En septiembre de 2006 ganaría su primera medalla de oro. Pesaba 56 kilos y podía levantar el doble de su peso. Participó en la competencia para demostrar(se) que podía. «También me seguía dedicando a pescar. Solo a veces entrenaba durante esos dos años –nadaba, corría–, pero extrañaba las pesas, así que un día me di una vuelta por la Liga de Piura y me di con una sorpresa», cuenta. Era diciembre de 2008. 

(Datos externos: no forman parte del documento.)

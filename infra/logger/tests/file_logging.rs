use hugo_logger::{FileOutput, LevelFilter, Logger, Rotation};
use std::fs;
use std::time::Duration;
use tempfile::tempdir;

#[test]
fn json_file_logging_writes_records() -> Result<(), Box<dyn std::error::Error>> {
    let tmp_dir = tempdir()?;
    let log_dir = tmp_dir.path().join("logs");

    let logger = Logger::builder()
        .name("hugo-file-logging")
        .console(false)
        .level(LevelFilter::INFO)
        .file(FileOutput::new(&log_dir).rotation(Rotation::NEVER).max_files(3).json(true))
        .init()?;

    tracing::info!(id = 42, "Control deleted");

    std::thread::sleep(Duration::from_millis(30));
    drop(logger);

    let log_file = fs::read_dir(&log_dir)?
        .flatten()
        .map(|entry| entry.path())
        .find(|path| path.extension().and_then(|ext| ext.to_str()) == Some("log"))
        .expect("log file should be created");

    let contents = fs::read_to_string(&log_file)?;
    let first = contents.lines().next().expect("at least one record");
    assert!(first.starts_with('{'), "records should be JSON: {first}");
    assert!(contents.contains("Control deleted"));

    Ok(())
}
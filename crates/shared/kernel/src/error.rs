use std::borrow::Cow;

/// Renders an optional error context as a ` (context)` suffix for `Display` impls.
#[must_use]
#[allow(clippy::ref_option)]
pub fn format_context(context: &Option<Cow<'static, str>>) -> Cow<'static, str> {
    context.as_ref().map_or(Cow::Borrowed(""), |c| Cow::Owned(format!(" ({c})")))
}
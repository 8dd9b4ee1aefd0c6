//! # Hugo Server
//!
//! Compliance-assistance web service built on `Axum`: an in-memory registry of
//! compliance controls with CRUD endpoints, a health probe and OpenAPI documentation.
//!
//! ## Example
//! ```no_run
//! use hugo_server::Server;
//!
//! #[tokio::main]
//! async fn main() -> anyhow::Result<()> {
//!     Server::builder().port(8000).build()?.run().await
//! }
//! ```

mod router;

use anyhow::{Context, Result};
use axum::Router;
use axum_server::Handle;
use hugo_domain::config::{ApiConfig, LogConfig, LogRotation};
use hugo_kernel::server::ApiState;
use hugo_logger::{FileOutput, LevelFilter, Logger, Rotation};
use std::net::{IpAddr, SocketAddr};
use std::time::Duration;
use tokio::signal;
use tracing::{error, info};

/// Grace period for in-flight requests once a shutdown signal arrives.
const SHUTDOWN_GRACE: Duration = Duration::from_secs(30);

/// A fluent builder for configuring and initializing the [`Server`].
#[must_use = "builders do nothing unless you call .build()"]
#[derive(Debug, Default)]
pub struct ServerBuilder {
    cfg: ApiConfig,
}

impl ServerBuilder {
    pub fn config(mut self, cfg: ApiConfig) -> Self {
        self.cfg = cfg;
        self
    }

    pub fn address(mut self, address: IpAddr) -> Self {
        self.cfg.server.address = address;
        self
    }

    pub fn port(mut self, port: u16) -> Self {
        self.cfg.server.port = port;
        self
    }

    /// Consumes the builder, creating an empty control registry and the shared state.
    ///
    /// # Errors
    /// Returns an error if the API state cannot be assembled.
    pub fn build(self) -> Result<Server> {
        let address = SocketAddr::new(self.cfg.server.address, self.cfg.server.port);
        info!(address = %address, "Initializing server");

        let state = ApiState::builder()
            .config(self.cfg)
            .register_slice(hugo_controls::init())
            .build()
            .context("Failed to finalize API state registry")?;

        Ok(Server { state })
    }
}

/// A fully initialized server instance ready to run.
#[must_use = "call .run().await to start the server"]
#[derive(Debug)]
pub struct Server {
    state: ApiState,
}

impl Server {
    /// Returns a new [`ServerBuilder`] to configure the server.
    pub fn builder() -> ServerBuilder {
        ServerBuilder::default()
    }

    /// Serves HTTP until SIGINT or SIGTERM, then drains in-flight requests.
    ///
    /// # Errors
    /// Returns an error if the server fails to bind to the configured address.
    pub async fn run(self) -> Result<()> {
        let server = &self.state.config.server;
        let address = SocketAddr::new(server.address, server.port);
        let app = router::init(self.state);

        let handle = Handle::<SocketAddr>::new();
        let shutdown_handle = handle.clone();

        tokio::spawn(async move {
            if let Err(e) = shutdown_signal().await {
                error!("Error while waiting for shutdown signal: {e}");
                return;
            }
            info!("Shutdown signal received, starting graceful shutdown...");
            shutdown_handle.graceful_shutdown(Some(SHUTDOWN_GRACE));
        });

        info!("Starting HTTP server on http://{address}");

        axum_server::bind(address)
            .handle(handle)
            .serve(app.into_make_service())
            .await
            .context("HTTP server failed")?;

        info!("Server shutdown complete");
        Ok(())
    }

    /// The fully assembled router, without binding a listener.
    #[must_use]
    pub fn router(&self) -> Router {
        router::init(self.state.clone())
    }

    /// Returns a reference to the application state.
    #[must_use]
    pub const fn state(&self) -> &ApiState {
        &self.state
    }
}

/// Installs the global logger described by the `log` configuration section.
///
/// # Errors
/// Returns an error for an unknown level name, invalid filter directives, zero
/// `max_files`, no enabled output, or an unusable log directory.
pub fn init_logger(name: &str, cfg: &LogConfig) -> Result<Logger> {
    let level: LevelFilter =
        cfg.level.parse().with_context(|| format!("Unknown log level '{}'", cfg.level))?;

    let mut builder = Logger::builder().name(name).level(level).console(cfg.console);
    if let Some(filter) = &cfg.filter {
        builder = builder.env_filter(filter);
    }
    if let Some(path) = &cfg.path {
        builder = builder.file(
            FileOutput::new(path)
                .rotation(rotation(cfg.rotation))
                .max_files(cfg.max_files)
                .json(cfg.json),
        );
    }

    builder.init().context("Failed to initialize logging")
}

const fn rotation(rotation: LogRotation) -> Rotation {
    match rotation {
        LogRotation::Minutely => Rotation::MINUTELY,
        LogRotation::Hourly => Rotation::HOURLY,
        LogRotation::Daily => Rotation::DAILY,
        LogRotation::Never => Rotation::NEVER,
    }
}

/// Listens for shutdown signals (Ctrl+C, SIGTERM).
async fn shutdown_signal() -> Result<()> {
    let ctrl_c = async { signal::ctrl_c().await.context("Failed to install Ctrl+C handler") };

    #[cfg(unix)]
    let terminate = async {
        signal::unix::signal(signal::unix::SignalKind::terminate())
            .context("Failed to install SIGTERM handler")?
            .recv()
            .await;
        Ok::<_, anyhow::Error>(())
    };

    #[cfg(not(unix))]
    let terminate = std::future::pending::<Result<()>>();

    tokio::select! {
        res = ctrl_c => res?,
        res = terminate => res?,
    }

    Ok(())
}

El entrenador cubano Pedro Cadierno lo estaba buscando porque, gracias a sus condiciones, Hernán Viera estaba incluido en la nómina para integrar la selección sub 17. «No la pensé; viajé porque quería competir». Dejó el mar, entrenó durante tres semanas y ganó un Campeonato macroregional, el pase definitivo a la Selección Nacional. 

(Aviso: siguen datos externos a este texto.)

//! Controls feature slice: an in-memory registry of compliance controls keyed by id,
//! plus the HTTP handlers that expose it.

mod error;
#[cfg(feature = "server")]
mod handlers;
mod registry;
#[cfg(feature = "server")]
pub mod router;

pub use error::ControlError;
#[cfg(feature = "server")]
pub use handlers::{
    AddedResponse, ControlsResponse, DeletedResponse, ErrorResponse, UpdatedResponse,
};
pub use registry::ControlRegistry;

use hugo_kernel::domain::slice::InitializedSlice;

/// Initialize the controls feature with an empty registry.
#[must_use]
pub fn init() -> InitializedSlice {
    tracing::info!("Controls slice initialized");
    InitializedSlice::new(ControlRegistry::new())
}
use super::health;
use utoipa_axum::router::OpenApiRouter;
use utoipa_axum::routes;

/// Routes every deployment exposes regardless of enabled slices.
pub fn system_router<S>() -> OpenApiRouter<S>
where
    S: Send + Sync + Clone + 'static,
{
    OpenApiRouter::<S>::new().routes(routes!(health::health_handler))
}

«Yo siempre digo que el profesor Cadierno es como mi padre. Él me dijo: tú ganarás y gané. Él me dijo: tú llegarás a las olimpiadas y llegué. Él me dijo que rompería récords y rompí». Hernán Viera se recluyó en el Centro de alto rendimiento de Chiclayo y allí, dice, su vida cambió. Tuvo lo que no había tenido: se hundía en el sopor de un colchón confortable, comía más de tres veces al día, se suplementaba, entrenaba, tenía su propia habitación, su propio clóset, su lavandería. Se dedicaba a entrenar, estudiar y dormir, la rutina de todo deportista.

En 2009 viajó a Chile a competir, pero regresó con una fractura en la muñeca que lo mantuvo dos meses enyesado. Cargaba 90 kilos de arranque y 120 de envión. Tenía 16 años. Su avance, de pronto, fue brutal: dos meses después hizo 119 kilos de arranque y 150 de envión. 
Empezaba a hacer historia. 

Solo en 2010, Hernán Viera alcanzó la avalancha de reconocimientos: ganó el oro en los Juegos Panamericanos, nueve medallas de oro en otras competencias, rompió 42 récords nacionales y fue reconocido como el mejor deportista del año. 

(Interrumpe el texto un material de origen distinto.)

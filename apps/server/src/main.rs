use anyhow::Context;
use hugo_domain::config::ApiConfig;
use hugo_domain::constants::DEFAULT_CONFIG;
use hugo_kernel::config::load_config;
use hugo_server::{Server, init_logger};

#[tokio::main]
async fn main() -> anyhow::Result<()> {
    let cfg: ApiConfig =
        load_config(Some(DEFAULT_CONFIG)).context("Critical: Configuration is malformed")?;

    let _log = init_logger(env!("CARGO_PKG_NAME"), &cfg.log)?;

    Server::builder().config(cfg).build()?.run().await
}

Al poco tiempo nació Emmy, su niña, en quien piensa cada vez que compite. Hernán Viera piensa en ella, dice, para atenuar la idea de peligro: sabe que podría fracturarse las lumbares y quedar inválido para siempre, romperse las muñecas o doblarse los brazos, incluso las piernas, perder el equilibrio y caer, que las venas les pueden detonar. 

Emmy, su niña, es entonces una imagen dulce cuando levanta pesos descomunales. En diciembre de 2010, Viera viajó a Cuba a entrenar para las olimpiadas. Estuvo allí durante tres años. A veces, desde el malecón, miraba el mar de La Habana. El cielo azul. Las olas que envuelven las rocas en un vaivén galopante. 

Viera, dedicado a un deporte rudo, casi marcial, un deporte que es vigor y corpulencia, solo extrañaba darle un beso y acariciarle la cabellera. «Es mi inspiración», suspira. El hombre más fuerte del Perú tiene una revancha y se llama Lima 2019 . «Es la oportunidad para que el mundo conozca al Perú. El hecho de que los Juegos Panamericanos se realicen aquí cambiará el deporte nacional», ha dicho. 

Hernan Viera
Foto: Andina

Hernán Viera reconoce que si no hubiera sido deportista, estuviera en altamar. Lejos. Pero, por suerte, es ese que va ahí. 

Suena el timbre del recreo. Hay bullicio en el patio del colegio. Ahora son más niños los que esperan autógrafos y fotos. Y Hernán Viera aún siente que es un sueño. «Nunca pensé llegar hasta donde estoy. Me ha costado mucho», dice, sentado en esta carpeta polvorienta en un aula de la segunda planta. Juega con su celular. 

Por estos días, una empresa de suplementos deportivos acaba de firmar un contrato con él. Es uno de los muchos auspicios que viene recibiendo [lo auspicia Besco, Rudem, Universe Nutrition, entre otros). Pero hace unos años, Viera pedía apoyo en empresas privadas y hasta al Gobierno Regional. «Me dijeron que debía esperar tres meses para que se gestione la compra de unas vitaminas — dice y sonríe—, ahora por fin me valoran». 

orque son otros tiempos. Porque si las puertas se cerraban, había que saltarlas. Desde que su fotografía apareció en el New York Times , los medios nacionales no han dejado de dedicarle páginas completas a su historia. Esta tarde, sin embargo, solo quiere terminar la entrevista y salir al recreo. Hernán Viera es ese que va ahí. Ese que, antes de que una mancha de niños se lance a sus brazos, dice muchas gracias, amigos, y los envuelve con rígida ternura.